1) A boy named Sue: There are a lot of misconceptions about short sales, starting with their name. A “short sale” is not a denotation of time – short sales actually take a long time to close. A short sale is a real estate transaction where the seller owes more for the property than the property is currently worth. In other words, the seller doesn’t have any equity and in order to sell, the bank is going to have to agree to accepting less than what they’re owed. For example, John Doe bought a property in 2007 for $380,000. It’s now 2010, and the local real estate market has tumbled. In a “choose-your-own-adventure” twist, let’s say that John (1) got divorced, (2) lost his job, (3) is transferred out of state, (4) develops a medical condition that forces a move, or (5) simply can’t afford his home anymore. John’s house is now worth $340,000, and since closing costs for most sellers run about 9% of the purchase price, if he was able to sell his home for $340,000 his net proceeds would be $340,000 (sales price) – $30,600 (closing costs), or $309,400. John owes the bank $380,000, so in order to sell, either John has to come up with $70,600 (which he doesn’t have), or (more likely) the bank is going to have to accept $70,600 less than what they are owed. The bank is going to end up short – so, this is a short sale.

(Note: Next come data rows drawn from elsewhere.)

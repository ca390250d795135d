//! Integration tests for the spin model and formatter.

use chrono::{NaiveDate, NaiveDateTime, TimeDelta, Timelike};
use horizon_spinner::{DateTimeFormatter, DateTimeSpinModel, SpinModel, SpinnerError, StepUnit};
use parking_lot::Mutex;
use std::sync::Arc;

fn setup() {
    let _ = tracing_subscriber::fmt()
        .with_env_filter("horizon_spinner=debug")
        .with_test_writer()
        .try_init();
}

fn dt(y: i32, m: u32, d: u32, h: u32, min: u32) -> NaiveDateTime {
    NaiveDate::from_ymd_opt(y, m, d)
        .unwrap()
        .and_hms_opt(h, min, 0)
        .unwrap()
}

#[test]
fn test_bounded_day_stepping_scenario() {
    setup();
    let mut model = DateTimeSpinModel::new(
        dt(2024, 1, 2, 0, 0),
        Some(dt(2024, 1, 1, 0, 0)),
        Some(dt(2024, 1, 3, 0, 0)),
        StepUnit::Days,
    )
    .unwrap();

    assert_eq!(model.next_value(), Some(dt(2024, 1, 3, 0, 0)));

    model.set_value(dt(2024, 1, 3, 0, 0));
    assert_eq!(model.next_value(), None);

    model.set_value(dt(2024, 1, 1, 0, 0));
    assert_eq!(model.previous_value(), None);
}

#[test]
fn test_canonical_pattern_scenario() {
    setup();
    let formatter = DateTimeFormatter::new("MM/dd/yyyy HH:mm").unwrap();

    assert_eq!(formatter.format(Some(dt(2024, 3, 5, 9, 30))), "03/05/2024 09:30");
    assert_eq!(formatter.parse("03/05/2024 09:30").unwrap(), dt(2024, 3, 5, 9, 30));
    assert_eq!(formatter.parse("03/05/2024").unwrap(), dt(2024, 3, 5, 0, 0));
    assert_eq!(formatter.format(None), "");
}

#[test]
fn test_construction_succeeds_within_bounds() {
    let min = dt(2020, 1, 1, 0, 0);
    let max = dt(2030, 1, 1, 0, 0);
    for unit in StepUnit::ALL {
        for initial in [min, dt(2024, 6, 15, 12, 0), max] {
            let model = DateTimeSpinModel::new(initial, Some(min), Some(max), unit).unwrap();
            assert_eq!(model.value(), initial);
            assert_eq!(model.unit(), unit);
        }
    }
}

#[test]
fn test_construction_failures_are_invalid_argument() {
    let min = dt(2020, 1, 1, 0, 0);
    let max = dt(2030, 1, 1, 0, 0);

    let before = DateTimeSpinModel::new(dt(2019, 12, 31, 0, 0), Some(min), Some(max), StepUnit::Days);
    let after = DateTimeSpinModel::new(dt(2030, 1, 1, 0, 1), Some(min), Some(max), StepUnit::Days);
    let no_value = DateTimeSpinModel::builder().unit(StepUnit::Days).build();
    let no_unit = DateTimeSpinModel::builder().value(min).build();

    for result in [before, after, no_value, no_unit] {
        assert!(matches!(result, Err(SpinnerError::InvalidArgument(_))));
    }
}

#[test]
fn test_next_and_previous_are_exactly_one_unit() {
    let start = dt(2024, 1, 31, 8, 0);
    for unit in StepUnit::ALL {
        let model = DateTimeSpinModel::with_value(start).with_unit(unit);
        assert_eq!(model.next_value(), unit.add_to(start), "{unit}");
        assert_eq!(model.previous_value(), unit.subtract_from(start), "{unit}");
    }

    let model = DateTimeSpinModel::with_value(start).with_unit(StepUnit::Months);
    assert_eq!(model.next_value(), Some(dt(2024, 2, 29, 8, 0)));
    assert_eq!(model.previous_value(), Some(dt(2023, 12, 31, 8, 0)));
}

#[test]
fn test_stepping_stops_at_bounds_for_every_unit() {
    let value = dt(2024, 6, 15, 12, 0);
    for unit in StepUnit::ALL {
        let model = DateTimeSpinModel::new(value, Some(value), Some(value), unit).unwrap();
        assert_eq!(model.next_value(), None, "{unit}");
        assert_eq!(model.previous_value(), None, "{unit}");
    }
}

#[test]
fn test_set_value_notifies_exactly_once() {
    setup();
    let mut model = DateTimeSpinModel::with_value(dt(2024, 1, 1, 0, 0));
    let count = Arc::new(Mutex::new(0));
    let counter = count.clone();
    model.value_changed.connect(move |_| *counter.lock() += 1);

    let target = dt(2024, 2, 2, 2, 2);
    assert!(model.set_value(target));
    assert_eq!(model.value(), target);
    assert_eq!(*count.lock(), 1);

    assert!(!model.set_value(target));
    assert_eq!(*count.lock(), 1);
}

#[test]
fn test_step_up_through_trait_notifies_observer() {
    let mut model = DateTimeSpinModel::with_value(dt(2024, 1, 1, 0, 0)).with_unit(StepUnit::Weeks);
    let seen = Arc::new(Mutex::new(Vec::new()));
    let sink = seen.clone();
    let _guard = model
        .value_changed()
        .connect_scoped(move |value| sink.lock().push(*value));

    assert!(model.step_up());
    assert!(model.step_up());
    assert!(model.step_down());

    assert_eq!(
        *seen.lock(),
        vec![dt(2024, 1, 8, 0, 0), dt(2024, 1, 15, 0, 0), dt(2024, 1, 8, 0, 0)]
    );
}

#[test]
fn test_round_trip_through_pattern() {
    let formatters = [
        DateTimeFormatter::new("MM/dd/yyyy HH:mm").unwrap(),
        DateTimeFormatter::new("yyyy-MM-dd'T'HH:mm:ss.SSS").unwrap(),
        DateTimeFormatter::new("EEEE, d MMM yyyy h:mm:ss a").unwrap(),
    ];

    let mut value = dt(1999, 12, 31, 23, 0);
    let step = TimeDelta::try_hours(7).unwrap() + TimeDelta::try_minutes(13).unwrap();
    for _ in 0..200 {
        for formatter in &formatters {
            let expected = truncate_to_pattern(formatter, value);
            let text = formatter.format(Some(expected));
            assert_eq!(formatter.parse(&text).unwrap(), expected, "{text}");
        }
        value += step;
    }
}

/// Drop the precision a pattern cannot show.
fn truncate_to_pattern(formatter: &DateTimeFormatter, value: NaiveDateTime) -> NaiveDateTime {
    if formatter.pattern().contains("ss") {
        value
    } else {
        value.with_second(0).unwrap()
    }
}

#[test]
fn test_malformed_text_is_always_parse_error() {
    let formatter = DateTimeFormatter::default();
    for text in ["not-a-date", "", "   ", "13/45/2024 99:99", "03/05", "2024-13-01", "03/05/2024 09:30 extra"] {
        let err = formatter.parse(text).unwrap_err();
        assert!(err.is_parse(), "{text}: {err}");
        assert!(err.offset().unwrap() <= text.chars().count());
    }
}

#[test]
fn test_permissive_bounds_keep_value() {
    let mut model = DateTimeSpinModel::new(
        dt(2024, 1, 2, 0, 0),
        Some(dt(2024, 1, 1, 0, 0)),
        Some(dt(2024, 1, 3, 0, 0)),
        StepUnit::Days,
    )
    .unwrap();

    model.set_maximum(Some(dt(2023, 1, 1, 0, 0)));
    assert_eq!(model.value(), dt(2024, 1, 2, 0, 0));
    assert_eq!(model.next_value(), None);
    assert_eq!(model.previous_value(), None);

    model.set_maximum(None);
    model.set_minimum(None);
    assert!(model.can_step_up());
    assert!(model.can_step_down());
}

2) Mr. & Mrs. Scott Free…: For a seller, deciding to sell your home as a short sale is not an easy one, and so we are always going to encourage our clients to consult with a bankruptcy attorney and their financial adviser. The primary benefits of a short sale to a seller will be reflected in their credit report – if they want to buy a home again in the next 2-3 years, then a short sale will be less damaging to their credit than a foreclosure and/or bankruptcy. The other benefit is simply timing – due to the overwhelming amount of short sales in recent history, the government has instituted The Mortgage Forgiveness Debt Relief Act which runs through 2012. Under the provisions of this act, sellers that short sale their home will be forgiven the potential tax burden that would otherwise occur because of debt forgiveness. For example, if the bank forgave John Doe (in the example above) a debt of $70,000, the IRS would normally treat that as taxable income, and now John Doe owes taxes on the amount the bank forgave. Because of The Mortgage Forgiveness Debt Relief Act, this forgiven debt will not be taxed, and John won’t owe taxes because of it. There are exceptions to this act, which is why we encourage our clients to speak to their lawyer and their financial adviser. Still – the primary benefit of selling a home as a short sale is that it can be less damaging to your credit.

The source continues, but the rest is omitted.